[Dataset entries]

//! Subprocess execution.
//!
//! Runs one command to completion and captures stdout and stderr as a single
//! blob, in the order the child wrote them.

use crate::command::BenchmarkCommand;
use crate::schema::ErrorOutput;
use crate::{Error, Result};

use async_trait::async_trait;
use std::io::Read;
use std::path::Path;
use std::process::Stdio;
use tokio::process::Command;

/// Outcome of a finished subprocess.
#[derive(Debug, Clone, PartialEq, Eq)]
pub enum RunOutcome {
    /// Exit status 0; the combined output
    Completed(String),
    /// Non-zero exit
    Failed {
        /// Program that failed
        program: String,
        /// Exit code, or -1 when terminated by a signal
        exit_code: i32,
        /// Combined output, for diagnosis
        output: String,
    },
}

impl RunOutcome {
    /// The captured output, or the error output reported to the workflow.
    pub fn into_result(self) -> std::result::Result<String, ErrorOutput> {
        match self {
            RunOutcome::Completed(output) => Ok(output),
            RunOutcome::Failed {
                program,
                exit_code,
                output,
            } => Err(ErrorOutput::new(format!(
                "{program} failed with return code {exit_code}:\n{output}"
            ))),
        }
    }
}

/// Executes benchmark commands.
#[async_trait]
pub trait ProcessRunner: Send + Sync {
    /// Run `command` in `workdir` and wait for it to exit.
    ///
    /// # Errors
    ///
    /// Returns an error only when the process cannot be started or its
    /// output cannot be collected. A non-zero exit is a [`RunOutcome::Failed`].
    async fn run(&self, command: &BenchmarkCommand, workdir: &Path) -> Result<RunOutcome>;
}

/// Runs commands as real child processes.
#[derive(Debug, Clone, Copy, Default)]
pub struct SystemRunner;

impl SystemRunner {
    /// Create a new system runner.
    pub fn new() -> Self {
        Self
    }
}

#[async_trait]
impl ProcessRunner for SystemRunner {
    async fn run(&self, command: &BenchmarkCommand, workdir: &Path) -> Result<RunOutcome> {
        // Both streams share one pipe so the capture keeps their interleaving.
        let (mut reader, writer) = std::io::pipe()?;

        let mut cmd = Command::new(command.program());
        cmd.args(command.args())
            .current_dir(workdir)
            .stdin(Stdio::null())
            .stdout(writer.try_clone()?)
            .stderr(writer);

        tracing::debug!(command = %command, workdir = %workdir.display(), "spawning");
        let mut child = cmd.spawn().map_err(|e| {
            Error::Io(std::io::Error::new(
                e.kind(),
                format!("failed to start {}: {e}", command.program()),
            ))
        })?;
        // Release our copies of the write end, or the read below never sees EOF.
        drop(cmd);

        let collector = tokio::task::spawn_blocking(move || {
            let mut buf = Vec::new();
            reader.read_to_end(&mut buf).map(|_| buf)
        });

        let status = child.wait().await?;
        let bytes = collector
            .await
            .map_err(|e| Error::internal(format!("output collector failed: {e}")))??;
        let output = String::from_utf8_lossy(&bytes).into_owned();

        if status.success() {
            tracing::debug!(bytes = bytes.len(), "command completed");
            return Ok(RunOutcome::Completed(output));
        }

        let exit_code = status.code().unwrap_or(-1);
        tracing::warn!(command = %command, exit_code, "command failed");
        Ok(RunOutcome::Failed {
            program: command.program().to_string(),
            exit_code,
            output,
        })
    }
}

#[cfg(test)]
pub(crate) mod testing {
    //! Scripted runner for exercising the steps without the suite.

    use super::*;
    use parking_lot::Mutex;
    use std::path::PathBuf;

    /// Replays a fixed outcome and optionally writes a run log, like the suite does.
    pub struct ScriptedRunner {
        outcome: RunOutcome,
        log: Option<(PathBuf, String)>,
        calls: Mutex<Vec<(BenchmarkCommand, PathBuf)>>,
        snapshots: Mutex<Vec<(PathBuf, String)>>,
        watched: Vec<PathBuf>,
    }

    impl ScriptedRunner {
        pub fn completed(output: impl Into<String>) -> Self {
            Self::with_outcome(RunOutcome::Completed(output.into()))
        }

        pub fn failed(program: &str, exit_code: i32, output: &str) -> Self {
            Self::with_outcome(RunOutcome::Failed {
                program: program.to_string(),
                exit_code,
                output: output.to_string(),
            })
        }

        fn with_outcome(outcome: RunOutcome) -> Self {
            Self {
                outcome,
                log: None,
                calls: Mutex::new(Vec::new()),
                snapshots: Mutex::new(Vec::new()),
                watched: Vec::new(),
            }
        }

        /// Write `content` to `path` on every run.
        pub fn writing_log(mut self, path: impl Into<PathBuf>, content: impl Into<String>) -> Self {
            self.log = Some((path.into(), content.into()));
            self
        }

        /// Record the content of `path` at the moment each run starts.
        pub fn watching(mut self, path: impl Into<PathBuf>) -> Self {
            self.watched.push(path.into());
            self
        }

        pub fn calls(&self) -> Vec<(BenchmarkCommand, PathBuf)> {
            self.calls.lock().clone()
        }

        pub fn snapshots(&self) -> Vec<(PathBuf, String)> {
            self.snapshots.lock().clone()
        }
    }

    #[async_trait]
    impl ProcessRunner for ScriptedRunner {
        async fn run(&self, command: &BenchmarkCommand, workdir: &Path) -> Result<RunOutcome> {
            self.calls.lock().push((command.clone(), workdir.to_path_buf()));
            for path in &self.watched {
                let content = std::fs::read_to_string(path).unwrap_or_default();
                self.snapshots.lock().push((path.clone(), content));
            }
            if let Some((path, content)) = &self.log {
                if let Some(parent) = path.parent() {
                    std::fs::create_dir_all(parent)?;
                }
                std::fs::write(path, content)?;
            }
            Ok(self.outcome.clone())
        }
    }
}
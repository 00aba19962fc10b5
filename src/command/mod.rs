//! Builds the `make certify-all` invocation.

use crate::schema::BenchmarkParams;
use std::fmt;

/// Make target that runs and scores every workload.
pub const CERTIFY_TARGET: &str = "certify-all";

/// A program plus its argument list.
#[derive(Debug, Clone, PartialEq, Eq)]
pub struct BenchmarkCommand {
    program: String,
    args: Vec<String>,
}

impl BenchmarkCommand {
    /// Create a command from a program and arguments.
    pub fn new(program: impl Into<String>, args: Vec<String>) -> Self {
        Self {
            program: program.into(),
            args,
        }
    }

    /// `<make> -s certify-all XCMD=<flags>` for the given parameters.
    ///
    /// The suite hands everything in `XCMD` down to each workload binary.
    pub fn certify_all(make_program: &str, params: &BenchmarkParams) -> Self {
        let args = vec![
            "-s".to_string(),
            CERTIFY_TARGET.to_string(),
            format!("XCMD={}", xcmd_flags(params)),
        ];
        Self::new(make_program, args)
    }

    /// Program to execute.
    pub fn program(&self) -> &str {
        &self.program
    }

    /// Arguments, in order.
    pub fn args(&self) -> &[String] {
        &self.args
    }
}

/// Workload flags: `-v0|-v1`, then `-c<N>` and `-w<N>` when set.
pub fn xcmd_flags(params: &BenchmarkParams) -> String {
    let mut flags = vec![if params.verify { "-v1" } else { "-v0" }.to_string()];
    if let Some(contexts) = params.contexts.filter(|c| *c > 0) {
        flags.push(format!("-c{contexts}"));
    }
    if let Some(workers) = params.workers.filter(|w| *w > 0) {
        flags.push(format!("-w{workers}"));
    }
    flags.join(" ")
}

impl fmt::Display for BenchmarkCommand {
    fn fmt(&self, f: &mut fmt::Formatter<'_>) -> fmt::Result {
        f.write_str(&self.program)?;
        for arg in &self.args {
            match arg.split_once('=') {
                Some((name, value)) if value.contains(' ') => write!(f, " {name}='{value}'")?,
                _ => write!(f, " {arg}")?,
            }
        }
        Ok(())
    }
}
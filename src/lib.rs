//! # CoreMark-PRO Plugin
//!
//! Workflow plugin around the CoreMark-PRO benchmark suite. It drives the
//! suite's `make certify-all` run, tunes per-workload iteration counts to a
//! target run time, and turns the suite's console output and run log into
//! typed results.
//!
//! ## Steps
//!
//! - **tune-iterations**: [`TuneParams`] → [`CertifyParams`] with tuned
//!   [`Iterations`]
//! - **certify-all**: [`CertifyParams`] → [`SuccessOutput`]
//!
//! Either step may instead produce an [`ErrorOutput`] when the benchmark run
//! exits non-zero.
//!
//! ## Quick Start
//!
//! ```rust,no_run
//! use coremark_pro_plugin::{CoreMarkPro, StepOutput, TuneParams};
//!
//! #[tokio::main]
//! async fn main() -> Result<(), Box<dyn std::error::Error>> {
//!     let plugin = CoreMarkPro::builder()
//!         .with_install_dir("/root/coremark-pro")
//!         .build()?;
//!
//!     let params = TuneParams {
//!         target_run_time: 5,
//!         ..TuneParams::default()
//!     };
//!
//!     match plugin.tune_and_certify(&params).await? {
//!         StepOutput::Success(output) => {
//!             println!("CoreMark-PRO: {}", output.results.coremark_pro.multi_core)
//!         }
//!         StepOutput::Error(error) => eprintln!("{}", error.error),
//!     }
//!     Ok(())
//! }
//! ```

#![warn(missing_docs)]
#![warn(rust_2018_idioms)]

pub mod api;
pub mod command;
pub mod config;
pub mod error;
pub mod parser;
pub mod patcher;
pub mod runner;
pub mod schema;
pub mod steps;
pub mod telemetry;

// Re-export main types for convenience
pub use api::{all_steps, CoreMarkPro, CoreMarkProBuilder, StepId, StepResponse};
pub use config::Config;
pub use error::{Error, Result};
pub use schema::{
    BenchmarkItem, BenchmarkParams, CertifyParams, CertifyResult, ErrorOutput, Iterations,
    StepOutput, SuccessOutput, TuneParams, Workload,
};

/// Library version
pub const VERSION: &str = env!("CARGO_PKG_VERSION");

/// Library name
pub const NAME: &str = env!("CARGO_PKG_NAME");
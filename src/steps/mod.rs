//! The plugin's two steps.
//!
//! Both take the installation layout, a process runner and the log format as
//! explicit arguments; nothing is read from global state.

mod certifier;
mod tuner;

pub use certifier::certify_all;
pub use tuner::{target_iterations, tune_iterations};
use crate::errors::AppError;
use crate::models::{
    now_stamp, ExportPayload, Goal, GoalCreate, GoalUpdate, HistoryQuery, ImportPayload,
    ImportSummary, Note, NoteCreate, NoteUpdate, Report, ReportKind, ReportQuery, Routine,
    RoutineCreate, RoutineHistoryResponse, RoutineUpdate, Task, TaskCreate, TaskUpdate,
};
use crate::reports;
use crate::routines::DEFAULT_HISTORY_DAYS;
use crate::state::AppState;
use crate::ui::render_index;
use axum::{
    extract::{Path, Query, State},
    http::{header, StatusCode},
    response::{Html, IntoResponse, Response},
    Json,
};
use chrono::{Local, NaiveDate};

pub async fn index(State(state): State<AppState>) -> Html<String> {
    let today = Local::now().date_naive();
    let data = state.data.lock().await;
    let open_tasks = data.tasks.values().filter(|task| !task.completed).count();
    let routines_done = data
        .routines
        .values()
        .filter(|routine| routine.active && routine.completed_on(today))
        .count();
    let active_goals = data.goals.values().filter(|goal| !goal.completed).count();
    Html(render_index(today, open_tasks, routines_done, active_goals))
}

pub async fn tasks_list(State(state): State<AppState>) -> Json<Vec<Task>> {
    let data = state.data.lock().await;
    Json(newest_first(data.tasks.values().cloned(), |task| {
        task.created_at.clone()
    }))
}

pub async fn tasks_create(
    State(state): State<AppState>,
    Json(payload): Json<TaskCreate>,
) -> Result<(StatusCode, Json<Task>), AppError> {
    require_text("title", &payload.title)?;
    let task = Task::create(payload);
    let mut data = state.data.lock().await;
    data.tasks.insert(task.id.clone(), task.clone());
    state.store.save(&data).await?;
    Ok((StatusCode::CREATED, Json(task)))
}

pub async fn tasks_update(
    State(state): State<AppState>,
    Path(id): Path<String>,
    Json(payload): Json<TaskUpdate>,
) -> Result<Json<Task>, AppError> {
    if let Some(title) = payload.title.as_deref() {
        require_text("title", title)?;
    }
    let mut data = state.data.lock().await;
    let task = data
        .tasks
        .get_mut(&id)
        .ok_or_else(|| AppError::not_found(format!("no task with id {id}")))?;
    task.apply(payload);
    let task = task.clone();
    state.store.save(&data).await?;
    Ok(Json(task))
}

pub async fn tasks_delete(
    State(state): State<AppState>,
    Path(id): Path<String>,
) -> Result<StatusCode, AppError> {
    let mut data = state.data.lock().await;
    if data.tasks.remove(&id).is_none() {
        return Err(AppError::not_found(format!("no task with id {id}")));
    }
    state.store.save(&data).await?;
    Ok(StatusCode::NO_CONTENT)
}

pub async fn notes_list(State(state): State<AppState>) -> Json<Vec<Note>> {
    let data = state.data.lock().await;
    Json(newest_first(data.notes.values().cloned(), |note| {
        note.created_at.clone()
    }))
}

pub async fn notes_create(
    State(state): State<AppState>,
    Json(payload): Json<NoteCreate>,
) -> Result<(StatusCode, Json<Note>), AppError> {
    require_text("title", &payload.title)?;
    require_text("content", &payload.content)?;
    let note = Note::create(payload);
    let mut data = state.data.lock().await;
    data.notes.insert(note.id.clone(), note.clone());
    state.store.save(&data).await?;
    Ok((StatusCode::CREATED, Json(note)))
}

pub async fn notes_update(
    State(state): State<AppState>,
    Path(id): Path<String>,
    Json(payload): Json<NoteUpdate>,
) -> Result<Json<Note>, AppError> {
    if let Some(title) = payload.title.as_deref() {
        require_text("title", title)?;
    }
    if let Some(content) = payload.content.as_deref() {
        require_text("content", content)?;
    }
    let mut data = state.data.lock().await;
    let note = data
        .notes
        .get_mut(&id)
        .ok_or_else(|| AppError::not_found(format!("no note with id {id}")))?;
    note.apply(payload);
    let note = note.clone();
    state.store.save(&data).await?;
    Ok(Json(note))
}

pub async fn notes_delete(
    State(state): State<AppState>,
    Path(id): Path<String>,
) -> Result<StatusCode, AppError> {
    let mut data = state.data.lock().await;
    if data.notes.remove(&id).is_none() {
        return Err(AppError::not_found(format!("no note with id {id}")));
    }
    state.store.save(&data).await?;
    Ok(StatusCode::NO_CONTENT)
}

pub async fn goals_list(State(state): State<AppState>) -> Json<Vec<Goal>> {
    let data = state.data.lock().await;
    Json(newest_first(data.goals.values().cloned(), |goal| {
        goal.created_at.clone()
    }))
}

pub async fn goals_create(
    State(state): State<AppState>,
    Json(payload): Json<GoalCreate>,
) -> Result<(StatusCode, Json<Goal>), AppError> {
    require_text("title", &payload.title)?;
    let goal = Goal::create(payload);
    let mut data = state.data.lock().await;
    data.goals.insert(goal.id.clone(), goal.clone());
    state.store.save(&data).await?;
    Ok((StatusCode::CREATED, Json(goal)))
}

pub async fn goals_update(
    State(state): State<AppState>,
    Path(id): Path<String>,
    Json(payload): Json<GoalUpdate>,
) -> Result<Json<Goal>, AppError> {
    if let Some(title) = payload.title.as_deref() {
        require_text("title", title)?;
    }
    let mut data = state.data.lock().await;
    let goal = data
        .goals
        .get_mut(&id)
        .ok_or_else(|| AppError::not_found(format!("no goal with id {id}")))?;
    goal.apply(payload);
    let goal = goal.clone();
    state.store.save(&data).await?;
    Ok(Json(goal))
}

pub async fn goals_delete(
    State(state): State<AppState>,
    Path(id): Path<String>,
) -> Result<StatusCode, AppError> {
    let mut data = state.data.lock().await;
    if data.goals.remove(&id).is_none() {
        return Err(AppError::not_found(format!("no goal with id {id}")));
    }
    state.store.save(&data).await?;
    Ok(StatusCode::NO_CONTENT)
}

pub async fn routines_list(State(state): State<AppState>) -> Json<Vec<Routine>> {
    let data = state.data.lock().await;
    Json(newest_first(data.routines.values().cloned(), |routine| {
        routine.created_at.clone()
    }))
}

pub async fn routines_create(
    State(state): State<AppState>,
    Json(payload): Json<RoutineCreate>,
) -> Result<(StatusCode, Json<Routine>), AppError> {
    require_text("title", &payload.title)?;
    let routine = Routine::create(payload);
    let mut data = state.data.lock().await;
    data.routines.insert(routine.id.clone(), routine.clone());
    state.store.save(&data).await?;
    Ok((StatusCode::CREATED, Json(routine)))
}

pub async fn routines_update(
    State(state): State<AppState>,
    Path(id): Path<String>,
    Json(payload): Json<RoutineUpdate>,
) -> Result<Json<Routine>, AppError> {
    if let Some(title) = payload.title.as_deref() {
        require_text("title", title)?;
    }
    let mut data = state.data.lock().await;
    let routine = data
        .routines
        .get_mut(&id)
        .ok_or_else(|| AppError::not_found(format!("no routine with id {id}")))?;
    routine.apply(payload);
    let routine = routine.clone();
    state.store.save(&data).await?;
    Ok(Json(routine))
}

pub async fn routines_delete(
    State(state): State<AppState>,
    Path(id): Path<String>,
) -> Result<StatusCode, AppError> {
    let mut data = state.data.lock().await;
    if data.routines.remove(&id).is_none() {
        return Err(AppError::not_found(format!("no routine with id {id}")));
    }
    state.store.save(&data).await?;
    Ok(StatusCode::NO_CONTENT)
}

pub async fn routines_toggle(
    State(state): State<AppState>,
    Path((id, date)): Path<(String, NaiveDate)>,
) -> Result<Json<Routine>, AppError> {
    let mut data = state.data.lock().await;
    let routine = data
        .routines
        .get_mut(&id)
        .ok_or_else(|| AppError::not_found(format!("no routine with id {id}")))?;
    routine.toggle_completion(date);
    routine.updated_at = now_stamp();
    let routine = routine.clone();
    state.store.save(&data).await?;
    Ok(Json(routine))
}

pub async fn routines_history(
    State(state): State<AppState>,
    Path(id): Path<String>,
    Query(query): Query<HistoryQuery>,
) -> Result<Json<RoutineHistoryResponse>, AppError> {
    let days = query.days.unwrap_or(DEFAULT_HISTORY_DAYS).clamp(1, 365);
    let today = Local::now().date_naive();
    let data = state.data.lock().await;
    let routine = data
        .routines
        .get(&id)
        .ok_or_else(|| AppError::not_found(format!("no routine with id {id}")))?;
    Ok(Json(RoutineHistoryResponse {
        routine_id: routine.id.clone(),
        streak: routine.streak(today),
        completion_rate: routine.completion_rate(today, days),
        history: routine.history(today, days),
    }))
}

pub async fn report(
    State(state): State<AppState>,
    Path(kind): Path<ReportKind>,
    Query(query): Query<ReportQuery>,
) -> Result<Response, AppError> {
    let (tasks, goals) = {
        let data = state.data.lock().await;
        let tasks: Vec<Task> = data.tasks.values().cloned().collect();
        let goals: Vec<Goal> = data.goals.values().cloned().collect();
        (tasks, goals)
    };

    let report = match kind {
        ReportKind::Daily => Report::Daily(reports::daily_report(&tasks)),
        ReportKind::Weekly => Report::Weekly(reports::weekly_report(&tasks, &goals)),
        ReportKind::Monthly => Report::Monthly(reports::monthly_report(&tasks, &goals)),
    };

    match query.format.as_deref() {
        Some("markdown") => {
            let markdown = reports::format_report_as_markdown(&report);
            Ok((
                [(header::CONTENT_TYPE, "text/markdown; charset=utf-8")],
                markdown,
            )
                .into_response())
        }
        Some(other) => Err(AppError::bad_request(format!(
            "unknown format '{other}', expected 'markdown'"
        ))),
        None => Ok(Json(report).into_response()),
    }
}

pub async fn export_data(State(state): State<AppState>) -> Json<ExportPayload> {
    let data = state.data.lock().await;
    Json(ExportPayload {
        version: data.version.clone(),
        export_date: now_stamp(),
        tasks: data.tasks.values().cloned().collect(),
        notes: data.notes.values().cloned().collect(),
        goals: data.goals.values().cloned().collect(),
        routines: data.routines.values().cloned().collect(),
    })
}

pub async fn import_data(
    State(state): State<AppState>,
    Json(payload): Json<ImportPayload>,
) -> Result<Json<ImportSummary>, AppError> {
    let mut summary = ImportSummary::default();
    let mut data = state.data.lock().await;
    // Each collection present in the payload replaces the stored one.
    if let Some(tasks) = payload.tasks {
        summary.tasks = tasks.len();
        data.tasks = tasks
            .into_iter()
            .map(|task| (task.id.clone(), task))
            .collect();
    }
    if let Some(notes) = payload.notes {
        summary.notes = notes.len();
        data.notes = notes
            .into_iter()
            .map(|note| (note.id.clone(), note))
            .collect();
    }
    if let Some(goals) = payload.goals {
        summary.goals = goals.len();
        data.goals = goals
            .into_iter()
            .map(|mut goal| {
                goal.recalc_progress();
                (goal.id.clone(), goal)
            })
            .collect();
    }
    if let Some(routines) = payload.routines {
        summary.routines = routines.len();
        data.routines = routines
            .into_iter()
            .map(|routine| (routine.id.clone(), routine))
            .collect();
    }
    state.store.save(&data).await?;
    Ok(Json(summary))
}

fn newest_first<T, K>(items: impl Iterator<Item = T>, key: K) -> Vec<T>
where
    K: Fn(&T) -> String,
{
    let mut items: Vec<T> = items.collect();
    items.sort_by(|a, b| key(b).cmp(&key(a)));
    items
}

fn require_text(field: &str, value: &str) -> Result<(), AppError> {
    if value.trim().is_empty() {
        return Err(AppError::bad_request(format!("{field} must not be blank")));
    }
    Ok(())
}
use axum::http::StatusCode;

#[derive(Debug)]
pub struct AppError {
    pub status: StatusCode,
    pub message: String,
}

impl AppError {
    pub fn bad_request(message: impl Into<String>) -> Self {
        Self {
            status: StatusCode::BAD_REQUEST,
            message: message.into(),
        }
    }

    pub fn not_found(message: impl Into<String>) -> Self {
        Self {
            status: StatusCode::NOT_FOUND,
            message: message.into(),
        }
    }

    pub fn internal(err: impl std::error::Error) -> Self {
        Self {
            status: StatusCode::INTERNAL_SERVER_ERROR,
            message: err.to_string(),
        }
    }
}

impl From<std::io::Error> for AppError {
    fn from(err: std::io::Error) -> Self {
        Self::internal(err)
    }
}

impl axum::response::IntoResponse for AppError {
    fn into_response(self) -> axum::response::Response {
        (self.status, self.message).into_response()
    }
}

[EXERCISE REQUIREMENTS] Count the lines above that contain the word "ReportKind". Give only the number.

[RESULT] 5